Logo depois daquela noite angustiante na casa de repouso, minha mãe, que mora sozinha, sofreu um derrame. Felizmente, um dos meus irmãos estava tomando café da manhã com ela naquela manhã e, percebendo que sua fala estava ficando arrastada, levou-a às pressas para o pronto-socorro.

No voo para Louisiana, tentei em vão manter a calma, sem saber em que condições ela estaria quando eu chegasse, sem saber os danos que o derrame havia causado. Quando finalmente coloquei os olhos nela, foi confirmado para mim o quanto tivemos sorte por meu irmão ter estado alerta e agido rapidamente. Minha mãe se recuperaria totalmente, mas a imagem dela naquela cama de hospital – diminuída em relação à imagem imponente e invencível dela que estava gravada em minha mente – me abalou e permaneceu comigo.

Naquele momento, lembrei-me de que minha mãe estava no capítulo final de sua vida e que eu estava entrando em uma nova fase minha.

Essa é uma das partes emocionais profundas do envelhecimento: assumir um novo papel familiar. Reconhecendo que meus irmãos e eu estávamos passando de tios para mais velhos.

E essa mudança na dinâmica familiar exerce-se em ambos os lados, de cima e de baixo. Este ano, meu filho mais velho completou 30 anos. Não tem como continuar se considerando jovem quando se tem um filho dessa idade. Ele ainda não é pai, mas me dei conta de que, quando tinha a idade dele, já tinha três filhos e meu casamento estava chegando ao fim. Na verdade, quando eu tinha a idade dele, todos os netos da minha mãe já haviam nascido.
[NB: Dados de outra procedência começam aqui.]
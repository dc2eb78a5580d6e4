//! Salary extraction from free text.

use common::CompensationInterval;
use regex::{Captures, Regex};
use std::sync::LazyLock;

const AMOUNT: &str = r"(?:\d{1,3}(?:,\d{2,3})+(?:\.\d+)?|\d+(?:\.\d+)?)";
const MIN_INTERVAL: &str = r"(?:\s*(?:/\s*|per\s+)(?:year|yr|month|mo|week|wk|day|hour|hr)\b)?";
const INTERVAL: &str = r"(?:(?:per|a|an)\s+|/\s*)(?P<interval>year|yr|month|mo|week|wk|day|hour|hr)\b";

static RANGE_RE: LazyLock<Regex> = LazyLock::new(|| {
    let pattern = format!(
        r"(?i)(?P<cur>[$€£₹])?\s*(?P<min>{AMOUNT})\s*(?P<mink>k\b)?{MIN_INTERVAL}\s*(?:-|–|—|to)\s*[$€£₹]?\s*(?P<max>{AMOUNT})\s*(?P<maxk>k\b)?(?:\s*(?P<code>USD|EUR|GBP|INR|CAD|AUD)\b)?(?:\s*{INTERVAL})?"
    );
    Regex::new(&pattern).expect("salary range pattern compiles")
});

static SINGLE_RE: LazyLock<Regex> = LazyLock::new(|| {
    let pattern = format!(
        r"(?i)(?P<cur>[$€£₹])?\s*(?P<min>{AMOUNT})\s*(?P<mink>k\b)?(?:\s*(?P<code>USD|EUR|GBP|INR|CAD|AUD)\b)?(?:\s*{INTERVAL})?"
    );
    Regex::new(&pattern).expect("single salary pattern compiles")
});

/// Salary figures pulled out of a listing.
#[derive(Debug, Clone, PartialEq)]
pub struct SalaryRange {
    pub min: f64,
    pub max: f64,
    pub interval: Option<CompensationInterval>,
    pub currency: Option<String>,
}

/// Finds the first plausible salary in `text`.
///
/// Ranges ("$50,000 - $70,000 a year", "60k-80k") win over single figures
/// ("$45/hr", "60000 USD"), which are reported with `min == max`. Bare
/// numbers only count when they carry a currency, a `k` suffix or an
/// interval, or when they are at least 1000.
pub fn extract_salary_range(text: &str) -> Option<SalaryRange> {
    for cap in RANGE_RE.captures_iter(text) {
        let min = amount(&cap, "min", "mink")?;
        let max = amount(&cap, "max", "maxk")?;
        if min > max || !is_marked(&cap, min) {
            continue;
        }
        return Some(build(&cap, min, max));
    }

    for cap in SINGLE_RE.captures_iter(text) {
        let value = amount(&cap, "min", "mink")?;
        let has_currency = cap.name("cur").is_some() || cap.name("code").is_some();
        if has_currency && (value >= 1000.0 || cap.name("interval").is_some()) {
            return Some(build(&cap, value, value));
        }
    }
    None
}

fn amount(cap: &Captures<'_>, name: &str, suffix: &str) -> Option<f64> {
    let digits: String = cap
        .name(name)?
        .as_str()
        .chars()
        .filter(|c| *c != ',')
        .collect();
    let value: f64 = digits.parse().ok()?;
    Some(if cap.name(suffix).is_some() { value * 1000.0 } else { value })
}

fn is_marked(cap: &Captures<'_>, min: f64) -> bool {
    cap.name("cur").is_some()
        || cap.name("code").is_some()
        || cap.name("mink").is_some()
        || cap.name("maxk").is_some()
        || cap.name("interval").is_some()
        || min >= 1000.0
}

fn build(cap: &Captures<'_>, min: f64, max: f64) -> SalaryRange {
    let currency = cap
        .name("code")
        .map(|m| m.as_str().to_ascii_uppercase())
        .or_else(|| cap.name("cur").and_then(|m| symbol_currency(m.as_str())).map(String::from));
    let interval = cap
        .name("interval")
        .and_then(|m| CompensationInterval::from_label(m.as_str()))
        .or_else(|| infer_interval(max));

    SalaryRange {
        min,
        max,
        interval,
        currency,
    }
}

fn symbol_currency(symbol: &str) -> Option<&'static str> {
    match symbol {
        "$" => Some("USD"),
        "€" => Some("EUR"),
        "£" => Some("GBP"),
        "₹" => Some("INR"),
        _ => None,
    }
}

// Small figures are hourly rates, large ones annual pay; anything in
// between is left open.
fn infer_interval(max: f64) -> Option<CompensationInterval> {
    if max < 1000.0 {
        Some(CompensationInterval::Hourly)
    } else if max >= 10_000.0 {
        Some(CompensationInterval::Yearly)
    } else {
        None
    }
}

#[cfg(test)]
mod tests {
    use super::*;

    #[test]
    fn test_extract_salary_with_dollar_sign() {
        let salary = extract_salary_range("$50,000 - $70,000").unwrap();
        assert_eq!(salary.min, 50000.0);
        assert_eq!(salary.max, 70000.0);
        assert_eq!(salary.currency.as_deref(), Some("USD"));
        assert_eq!(salary.interval, Some(CompensationInterval::Yearly));
    }

    #[test]
    fn test_extract_salary_without_dollar_sign() {
        let salary = extract_salary_range("Salary: 60000 USD").unwrap();
        assert_eq!((salary.min, salary.max), (60000.0, 60000.0));
        assert_eq!(salary.currency.as_deref(), Some("USD"));
    }

    #[test]
    fn test_extract_salary_no_salary() {
        assert_eq!(extract_salary_range("Competitive salary"), None);
    }

    #[test]
    fn test_extract_salary_with_k_notation() {
        let salary = extract_salary_range("Pay: 60k-80k GBP").unwrap();
        assert_eq!((salary.min, salary.max), (60000.0, 80000.0));
        assert_eq!(salary.currency.as_deref(), Some("GBP"));
    }

    #[test]
    fn test_extract_salary_with_interval() {
        let salary = extract_salary_range("$120,000/year").unwrap();
        assert_eq!(salary.min, 120000.0);
        assert_eq!(salary.interval, Some(CompensationInterval::Yearly));

        let salary = extract_salary_range("Up to $45/hr").unwrap();
        assert_eq!(salary.max, 45.0);
        assert_eq!(salary.interval, Some(CompensationInterval::Hourly));

        let salary = extract_salary_range("₹8,00,000 - ₹12,00,000 a year").unwrap();
        assert_eq!(salary.currency.as_deref(), Some("INR"));
        assert_eq!(salary.interval, Some(CompensationInterval::Yearly));
    }

    #[test]
    fn test_extract_salary_with_interval_on_both_bounds() {
        let salary = extract_salary_range("$100,000.00/yr - $150,000.00/yr").unwrap();
        assert_eq!((salary.min, salary.max), (100000.0, 150000.0));
        assert_eq!(salary.interval, Some(CompensationInterval::Yearly));
    }

    #[test]
    fn test_experience_ranges_are_ignored() {
        assert_eq!(extract_salary_range("Requires 2-3 years of Rust"), None);
    }
}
Não importa quão jovem você pareça ou se sinta, o tempo se recusa a descansar. Ele segue em frente. Agora tenho mais ou menos a idade que meus pais tinham quando os considerei velhos.

Não tenho certeza de quando o mundo me considerará velho – talvez já o faça – mas sei que não tenho mais medo disso. Eu agradeço. E entendo que a melhor parte de muitos livros são os capítulos finais.

A atriz Jenifer Lewis, aparecendo no programa de rádio nacional “The Breakfast Club”, uma vez comentou: “Tenho 61 anos. Ainda tenho mais 30 verões.” Desde que ouvi essas palavras, pensei na minha vida dessa forma, em termos de quantos verões ainda me restam. Quantas vezes mais verei as folhas brotarem e as flores desabrocharem? Quantas vezes mais vou passar um dia na piscina ou tomar um sorvete em um dia quente?

Não considero essas questões porque estou preocupado, mas porque quero me lembrar de saborear. Aprecie todos os dias de verão. Estique-os. Preencha-os com memórias. Sorria e ria mais. Reúna-se com amigos e visite a família. Coloque meus pés na água. Cultive coisas e grelhe coisas. Eu faço meus verões valerem, tornando-os lindos.

Não tenho intenção de me enfurecer contra o meu envelhecimento. Pretendo aceitá-lo, aceitar as dores musculares e os pés de galinha como preço para crescer em sabedoria e graça; entender que a idade não é meu corpo me abandonando, mas minha vida me recompensando.

Envelhecer, a meu ver, é uma dádiva e vou recebê-la com gratidão.